The heat of day had passed; the caravan was preparing for evening. With long practice, the veteran trailer-travelers — old-timers from Florida, Wyoming, Ohio and Michigan — set up folding tables and chairs between their homes-on-wheels. Inside, in compact kitchens, the womenfolk [don't dare change that word, Mr. Editor, it's what these ladies call themselves!] were preparing a community potluck supper. The aroma of baked beans and spaghetti sauces drifted from the trailers as darkness gathered.
Soon enough, the headlights of some of the big American automobiles were switched on to illuminate long tables where fruit salad and Jell-O and mounds of chocolate chip cookies waited. The shafts of light stabbed onward into the background of trees, revealing small groups of spectators, children and adults standing in awed silence. The diesel engines of the station wagons rumbled at idle; the hiss of quart-size beer bottles being opened (yes, by the "menfolk") announced the beginning of the Happy Hour.
There would be nothing very unusual about this picture of American travel-trailer folk getting together in their typically sociable way at the end of a day on the road — except they were not parked in just another RV campground or national park. This pioneering group of overland adventurers was assembled in the heart of an old Asian port city named Xiamen (used to be called Amoy) and in the coming 18 days, they would be the first-ever Americans to travel caravan-style on the roads of the People's Republic of China.
For the 20 retired Marco Polos (nine couples and two widows traveling as a team), the 400-mile trip within remote Fujian Province would be the fulfillment of a dream. For those of us who traveled with them, it was an opportunity to witness East meeting (or at least gawking at) West, to see a fraction of China's billion-plus people taking their first wide-eyed look at the people — and the wondrous toys — of another world.

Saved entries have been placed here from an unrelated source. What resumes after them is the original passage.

mod expr;

use errors::{ErrorSink, LoxError};
pub use expr::{Expr, LiteralValue};
use scanner::{Literal, Token, TokenType};

use TokenType::*;

#[derive(thiserror::Error, Debug, Clone, Copy, PartialEq)]
pub enum ParseErrorType {
    #[error("Expect expression.")]
    ExpectedExpression,
    #[error("Expect ')' after expression.")]
    ExpectedRightParen,
    #[error("Expression nested too deeply.")]
    TooDeeplyNested,
}

#[derive(thiserror::Error, Debug, Clone, PartialEq)]
#[error("{error}")]
pub struct ParseError<'a> {
    pub error: ParseErrorType,
    pub token: Token<'a>,
}

impl<'a> ParseError<'a> {
    fn new(error: ParseErrorType, token: Token<'a>) -> Self {
        Self { error, token }
    }
}

impl From<ParseError<'_>> for LoxError {
    fn from(e: ParseError<'_>) -> Self {
        let at = if e.token.is_eof() {
            " at end".to_string()
        } else {
            format!(" at '{}'", e.token.lexeme)
        };
        LoxError::new(e.token.line, at, e.error)
    }
}

pub type Result<'a, T> = std::result::Result<T, ParseError<'a>>;

/// Limit on nested groupings and unary operators, so that deeply nested
/// input is a syntax error instead of a stack overflow.
pub const MAX_NESTING: usize = 128;

/// Parses `tokens` into a single expression, reporting syntax errors to
/// `errors`. Returns `None` if any syntax error was found.
pub fn parse<'a>(tokens: &[Token<'a>], errors: &mut impl ErrorSink) -> Option<Expr<'a>> {
    Parser::new(tokens).parse(errors)
}

/// Scans and parses `source`. Lexical errors are reported but do not stop
/// parsing, so callers should check their sink before using the tree.
pub fn parse_source<'a>(source: &'a str, errors: &mut impl ErrorSink) -> Option<Expr<'a>> {
    let tokens = scanner::scan(source, errors);
    parse(&tokens, errors)
}

/// Recursive descent parser over a scanned token sequence.
///
/// Each precedence level is one method, from `equality` (loosest) down to
/// `primary`.
#[derive(Debug)]
pub struct Parser<'t, 'a> {
    tokens: &'t [Token<'a>],
    current: usize,
    depth: usize,
}

impl<'t, 'a> Parser<'t, 'a> {
    /// # Panics
    ///
    /// If `tokens` does not end with an EOF token. Sequences returned by
    /// [`scanner::scan`] always do.
    pub fn new(tokens: &'t [Token<'a>]) -> Self {
        assert!(tokens.last().is_some_and(Token::is_eof), "token sequence must end with EOF");
        Self { tokens, current: 0, depth: 0 }
    }

    pub fn parse(&mut self, errors: &mut impl ErrorSink) -> Option<Expr<'a>> {
        match self.expression() {
            Ok(expr) => Some(expr),
            Err(e) => {
                self.recover(e, errors);
                None
            }
        }
    }

    /// Reports `error` and keeps parsing `;`-separated expressions after it,
    /// only to surface further independent errors.
    fn recover(&mut self, error: ParseError<'a>, errors: &mut impl ErrorSink) {
        let mut next: Result<'a, Expr<'a>> = Err(error);
        loop {
            match next {
                Ok(_) => {
                    if self.consume_any(&[Semicolon]).is_none() {
                        return;
                    }
                }
                Err(e) => {
                    log::trace!("Hit error: {:?}, syncing...", e);
                    errors.report(e.into());
                    self.synchronize();
                    // There is no statement grammar to resume with at a keyword
                    if self.previous().map(|t| t.kind) != Some(Semicolon) {
                        return;
                    }
                }
            }

            if self.is_at_end() {
                return;
            }
            log::debug!("Resuming at {:?}", self.peek());
            next = self.expression();
        }
    }

    fn expression(&mut self) -> Result<'a, Expr<'a>> {
        self.equality()
    }

    fn equality(&mut self) -> Result<'a, Expr<'a>> {
        let mut expr = self.comparison()?;

        while let Some(operator) = self.consume_any(&[BangEqual, EqualEqual]) {
            let right = self.comparison()?;
            expr = Expr::binary(expr, operator, right);
        }
        Ok(expr)
    }

    fn comparison(&mut self) -> Result<'a, Expr<'a>> {
        let mut expr = self.term()?;

        while let Some(operator) = self.consume_any(&[Greater, GreaterEqual, Less, LessEqual]) {
            let right = self.term()?;
            expr = Expr::binary(expr, operator, right);
        }
        Ok(expr)
    }

    fn term(&mut self) -> Result<'a, Expr<'a>> {
        let mut expr = self.factor()?;

        while let Some(operator) = self.consume_any(&[Minus, Plus]) {
            let right = self.factor()?;
            expr = Expr::binary(expr, operator, right);
        }
        Ok(expr)
    }

    fn factor(&mut self) -> Result<'a, Expr<'a>> {
        let mut expr = self.unary()?;

        while let Some(operator) = self.consume_any(&[Slash, Star]) {
            let right = self.unary()?;
            expr = Expr::binary(expr, operator, right);
        }
        Ok(expr)
    }

    fn unary(&mut self) -> Result<'a, Expr<'a>> {
        if let Some(operator) = self.consume_any(&[Bang, Minus]) {
            let right = self.nested(Self::unary)?;
            return Ok(Expr::unary(operator, right));
        }
        self.primary()
    }

    fn primary(&mut self) -> Result<'a, Expr<'a>> {
        let value = match self.peek().kind {
            False => LiteralValue::Boolean(false),
            True => LiteralValue::Boolean(true),
            Nil => LiteralValue::Nil,
            Number | String => match self.peek().literal {
                Some(Literal::Number(n)) => LiteralValue::Number(n),
                Some(Literal::Str(s)) => LiteralValue::Str(s),
                None => {
                    return Err(ParseError::new(
                        ParseErrorType::ExpectedExpression,
                        self.peek().clone(),
                    ))
                }
            },
            LeftParen => {
                self.advance();
                let expr = self.nested(Self::expression)?;
                self.consume_or_error(RightParen, ParseErrorType::ExpectedRightParen)?;
                return Ok(Expr::grouping(expr));
            }
            _ => {
                return Err(ParseError::new(ParseErrorType::ExpectedExpression, self.peek().clone()))
            }
        };

        self.advance();
        Ok(Expr::Literal(value))
    }

    fn nested(
        &mut self,
        production: fn(&mut Self) -> Result<'a, Expr<'a>>,
    ) -> Result<'a, Expr<'a>> {
        if self.depth >= MAX_NESTING {
            return Err(ParseError::new(ParseErrorType::TooDeeplyNested, self.peek().clone()));
        }

        self.depth += 1;
        let result = production(self);
        self.depth -= 1;
        result
    }

    fn synchronize(&mut self) {
        self.advance();

        while !self.is_at_end() {
            if self.previous().map(|t| t.kind) == Some(Semicolon) || self.peek().kind.starts_statement()
            {
                return;
            }
            self.advance();
        }
    }
}

// Helpers
impl<'t, 'a> Parser<'t, 'a> {
    fn peek(&self) -> &'t Token<'a> {
        &self.tokens[self.current]
    }

    fn previous(&self) -> Option<&'t Token<'a>> {
        self.current.checked_sub(1).map(|i| &self.tokens[i])
    }

    fn check(&self, kind: TokenType) -> bool {
        !self.is_at_end() && self.peek().kind == kind
    }

    fn is_at_end(&self) -> bool {
        self.peek().is_eof()
    }

    /// Never moves past the EOF token.
    fn advance(&mut self) -> Token<'a> {
        let token = self.peek().clone();
        if !self.is_at_end() {
            self.current += 1;
        }
        token
    }

    fn consume_any(&mut self, kinds: &[TokenType]) -> Option<Token<'a>> {
        kinds.iter().any(|&kind| self.check(kind)).then(|| self.advance())
    }

    fn consume_or_error(&mut self, kind: TokenType, error: ParseErrorType) -> Result<'a, Token<'a>> {
        if self.check(kind) {
            Ok(self.advance())
        } else {
            Err(ParseError::new(error, self.peek().clone()))
        }
    }
}

#[cfg(test)]
mod tests {
    use cursor::Line;
    use errors::{ErrorReporter, LoxErrors};
    use itertools::Itertools;
    use pretty_assertions::assert_eq;

    use super::*;

    fn parse_ok(source: &str) -> Expr {
        let mut errors = ErrorReporter::new();
        let expr = parse_source(source, &mut errors);
        assert!(!errors.had_error(), "unexpected errors: {}", errors.errors());
        expr.unwrap()
    }

    fn parse_err(source: &str) -> (Option<Expr>, LoxErrors) {
        let mut errors = ErrorReporter::new();
        let expr = parse_source(source, &mut errors);
        (expr, errors.errors().clone())
    }

    fn number(n: f64) -> Expr<'static> {
        Expr::Literal(LiteralValue::Number(n))
    }

    fn op(kind: TokenType, lexeme: &str) -> Token {
        Token::new(kind, lexeme, None, Line(1))
    }

    #[test]
    fn precedence() {
        assert_eq!(
            parse_ok("1 + 2 * 3"),
            Expr::binary(number(1.0), op(Plus, "+"), Expr::binary(number(2.0), op(Star, "*"), number(3.0)))
        );
    }

    #[test]
    fn left_associative() {
        assert_eq!(
            parse_ok("1 - 2 - 3"),
            Expr::binary(Expr::binary(number(1.0), op(Minus, "-"), number(2.0)), op(Minus, "-"), number(3.0))
        );
        assert_eq!(parse_ok("8 / 4 / 2").to_string(), "(/ (/ 8 4) 2)");
        assert_eq!(parse_ok("1 == 2 != 3").to_string(), "(!= (== 1 2) 3)");
    }

    #[test]
    fn unary_is_right_associative() {
        assert_eq!(
            parse_ok("!-1"),
            Expr::unary(op(Bang, "!"), Expr::unary(op(Minus, "-"), number(1.0)))
        );
        assert_eq!(parse_ok("--1 - -2").to_string(), "(- (- (- 1)) (- 2))");
    }

    #[test]
    fn precedence_layers() {
        assert_eq!(
            parse_ok("1 < 2 == 3 >= 4 + 5 * -6").to_string(),
            "(== (< 1 2) (>= 3 (+ 4 (* 5 (- 6)))))"
        );
        assert_eq!(parse_ok("(1 + 2) * 3").to_string(), "(* (group (+ 1 2)) 3)");
        assert_eq!(parse_ok("((nil))").to_string(), "(group (group nil))");
    }

    #[test]
    fn literals() {
        assert_eq!(parse_ok("true"), Expr::Literal(LiteralValue::Boolean(true)));
        assert_eq!(parse_ok("false"), Expr::Literal(LiteralValue::Boolean(false)));
        assert_eq!(parse_ok("nil"), Expr::Literal(LiteralValue::Nil));
        assert_eq!(parse_ok("1.50"), number(1.5));
        assert_eq!(parse_ok("\"a b\""), Expr::Literal(LiteralValue::Str("a b")));
    }

    #[test]
    fn operator_tokens_keep_their_line() {
        let Expr::Binary { operator, .. } = parse_ok("1\n+\n2") else { panic!("expected binary") };
        assert_eq!(operator, Token::new(Plus, "+", None, Line(2)));
    }

    #[test]
    fn trailing_tokens_are_ignored() {
        assert_eq!(parse_ok("1 2").to_string(), "1");
    }

    #[test]
    fn missing_right_paren() {
        let (expr, errors) = parse_err("(1 + 2");
        assert_eq!(expr, None);
        assert_eq!(
            errors.to_string(),
            "[line 1] Error at end: Expect ')' after expression."
        );
    }

    #[test]
    fn unexpected_token_in_group() {
        let (expr, errors) = parse_err("(1 + 2 3)");
        assert_eq!(expr, None);
        assert_eq!(errors.to_string(), "[line 1] Error at '3': Expect ')' after expression.");
    }

    #[test]
    fn empty_input() {
        let (expr, errors) = parse_err("");
        assert_eq!(expr, None);
        assert_eq!(errors.to_string(), "[line 1] Error at end: Expect expression.");
    }

    #[test]
    fn error_at_token() {
        let (expr, errors) = parse_err("1 +\n)");
        assert_eq!(expr, None);
        assert_eq!(errors.to_string(), "[line 2] Error at ')': Expect expression.");

        let (_, errors) = parse_err("print");
        assert_eq!(errors.to_string(), "[line 1] Error at 'print': Expect expression.");
    }

    #[test]
    fn synchronize_after_semicolon() {
        let (expr, errors) = parse_err("1 + ;\n2 * ;\n3");
        assert_eq!(expr, None);
        assert_eq!(
            errors.iter().map(|e| e.to_string()).collect_vec(),
            vec![
                "[line 1] Error at ';': Expect expression.",
                "[line 2] Error at ';': Expect expression.",
            ]
        );

        let (_, errors) = parse_err("(;\n1 ; (");
        assert_eq!(
            errors.iter().map(|e| e.to_string()).collect_vec(),
            vec![
                "[line 1] Error at ';': Expect expression.",
                "[line 2] Error at end: Expect expression.",
            ]
        );
    }

    #[test]
    fn keyword_boundary_ends_recovery() {
        let (expr, errors) = parse_err("1 + ) var x ; (");
        assert_eq!(expr, None);
        assert_eq!(errors.to_string(), "[line 1] Error at ')': Expect expression.");
    }

    #[test]
    fn lexical_errors_do_not_stop_parsing() {
        let mut errors = ErrorReporter::new();
        let expr = parse_source("1 @ + 2", &mut errors);
        assert_eq!(expr.map(|e| e.to_string()), Some("(+ 1 2)".to_string()));
        assert_eq!(errors.errors().to_string(), "[line 1] Error: Unexpected character.");
    }

    #[test]
    fn number_token_without_literal() {
        let tokens = [Token::new(Number, "1", None, Line(1)), Token::eof(Line(1))];
        let mut errors = ErrorReporter::new();
        assert_eq!(parse(&tokens, &mut errors), None);
        assert_eq!(errors.errors().to_string(), "[line 1] Error at '1': Expect expression.");
    }

    #[test]
    fn nesting_up_to_the_limit() {
        let source = format!("{}1{}", "(".repeat(MAX_NESTING), ")".repeat(MAX_NESTING));
        let expr = parse_ok(&source);
        assert!(expr.to_string().starts_with("(group (group "));

        let source = format!("{}1", "-".repeat(MAX_NESTING));
        parse_ok(&source);
    }

    #[test]
    fn deep_nesting_is_an_error() {
        let source = format!("{}1{}", "(".repeat(20000), ")".repeat(20000));
        let (expr, errors) = parse_err(&source);
        assert_eq!(expr, None);
        assert_eq!(errors.to_string(), "[line 1] Error at '(': Expression nested too deeply.");

        let source = format!("{}1", "!".repeat(20000));
        let (expr, errors) = parse_err(&source);
        assert_eq!(expr, None);
        assert_eq!(errors.to_string(), "[line 1] Error at '!': Expression nested too deeply.");
    }

    #[test]
    fn nesting_depth_resets_between_expressions() {
        let nested = format!("{}1{}", "(".repeat(MAX_NESTING), ")".repeat(MAX_NESTING));
        let (_, errors) = parse_err(&format!("1 + ;\n{nested} ; {nested} ; *"));
        assert_eq!(
            errors.iter().map(|e| e.to_string()).collect_vec(),
            vec![
                "[line 1] Error at ';': Expect expression.",
                "[line 2] Error at '*': Expect expression.",
            ]
        );
    }

    #[test]
    #[should_panic(expected = "token sequence must end with EOF")]
    fn tokens_without_eof() {
        Parser::new(&[]);
    }
}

Our route would be from Xiamen to Zhangzhou to Quanzhou to Putian to Fuzhou in the first nine days. The place names are not familiar, of course; they are not Shanghai or Beijing. Fujian Province, although opened to tourism a few years ago, is not yet heavily traveled. It is the coastal district of China which is closest to the breakaway island of Taiwan in the South China Sea. In late summer, it can be a hot, humid, gritty place. It is not the China of the travel brochures. There is no Great Wall here, nor any standing army of terra cotta soldiers guarding an emperor's tomb. But Fujian is indisputably China, perhaps more authentic than some of the better known tourist areas.

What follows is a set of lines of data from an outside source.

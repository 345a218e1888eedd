use std::{
    fmt::{Debug, Formatter},
    str::Chars,
};

#[derive(Clone)]
pub struct Cursor<'a> {
    source: &'a str,
    chars: Chars<'a>,
    line: Line,
}

impl<'a> Debug for Cursor<'a> {
    fn fmt(&self, f: &mut Formatter<'_>) -> std::fmt::Result {
        // Printing source and chars is usually to verbose, so by default
        // we only print the line and the byte offset
        if f.alternate() {
            f.debug_struct("Cursor")
                .field("line", &self.line)
                .field("offset", &self.offset())
                .field("source", &self.source)
                .finish()
        } else {
            f.debug_struct("Cursor")
                .field("line", &self.line)
                .field("offset", &self.offset())
                .finish()
        }
    }
}

impl<'a> PartialEq for Cursor<'a> {
    fn eq(&self, other: &Self) -> bool {
        (self.source, self.chars.as_str()) == (other.source, other.chars.as_str())
    }
}

/// 1-based source line.
#[derive(Debug, Clone, Copy, PartialEq, Eq, PartialOrd, Ord, Hash, derive_more::Display)]
pub struct Line(pub usize);

impl Default for Line {
    fn default() -> Self {
        Line(1)
    }
}

impl<'a> Cursor<'a> {
    pub fn new(source: &'a str) -> Self {
        Self { source, chars: source.chars(), line: Line::default() }
    }

    pub fn line(&self) -> Line {
        self.line
    }

    /// Byte offset into the source.
    pub fn offset(&self) -> usize {
        self.source.len() - self.chars.as_str().len()
    }

    pub fn is_at_end(&self) -> bool {
        self.chars.as_str().is_empty()
    }
}

impl<'a> From<&'a str> for Cursor<'a> {
    fn from(source: &'a str) -> Self {
        Self::new(source)
    }
}

impl<'a> Iterator for Cursor<'a> {
    type Item = char;

    fn next(&mut self) -> Option<Self::Item> {
        let c = self.chars.next();
        if c == Some('\n') {
            self.line.0 += 1;
        }
        c
    }
}

impl<'a> Cursor<'a> {
    pub fn slice_until<'c>(&self, end: &'c Cursor<'a>) -> &'a str {
        assert!(self.source == end.source);
        &self.source[self.offset()..end.offset()]
    }

    pub fn peek(&self) -> Option<char> {
        self.chars.clone().next()
    }

    pub fn peek_next(&self) -> Option<char> {
        self.chars.clone().nth(1)
    }

    /// Advances only if the next character is `expected`.
    pub fn next_if_eq(&mut self, expected: char) -> bool {
        if self.peek() == Some(expected) {
            self.next();
            true
        } else {
            false
        }
    }

    /// Advances while `predicate` holds for the next character.
    pub fn advance_while(&mut self, predicate: impl Fn(char) -> bool) {
        while self.peek().is_some_and(&predicate) {
            self.next();
        }
    }
}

I reached Xiamen in early September; the trailer people and their equipment had arrived by ship from Hong Kong a day or two ahead of us. A photographer and I had flown in from New York and eventually into China on a chartered Boeing of the national airline, CAAC. It was a journey from luxury to austerity, but the coming days would be as much an adventure for us as for the hardy travelers we had come to be with. From my scrawled, dust-of-the-road diary, this is how things went:
Raining when we leave Hong Kong; it is typhoon season. CAAC gives each passenger a plastic raincoat. On the one-class plane there is warm Coke for all and bags of mysterious treats: "Double Lantern" nougat candies and "Geshi Liangguo," which may be a dried fruit, who knows? I take a malaria pill with the Coke; Fujian Province is a confirmed malarial area.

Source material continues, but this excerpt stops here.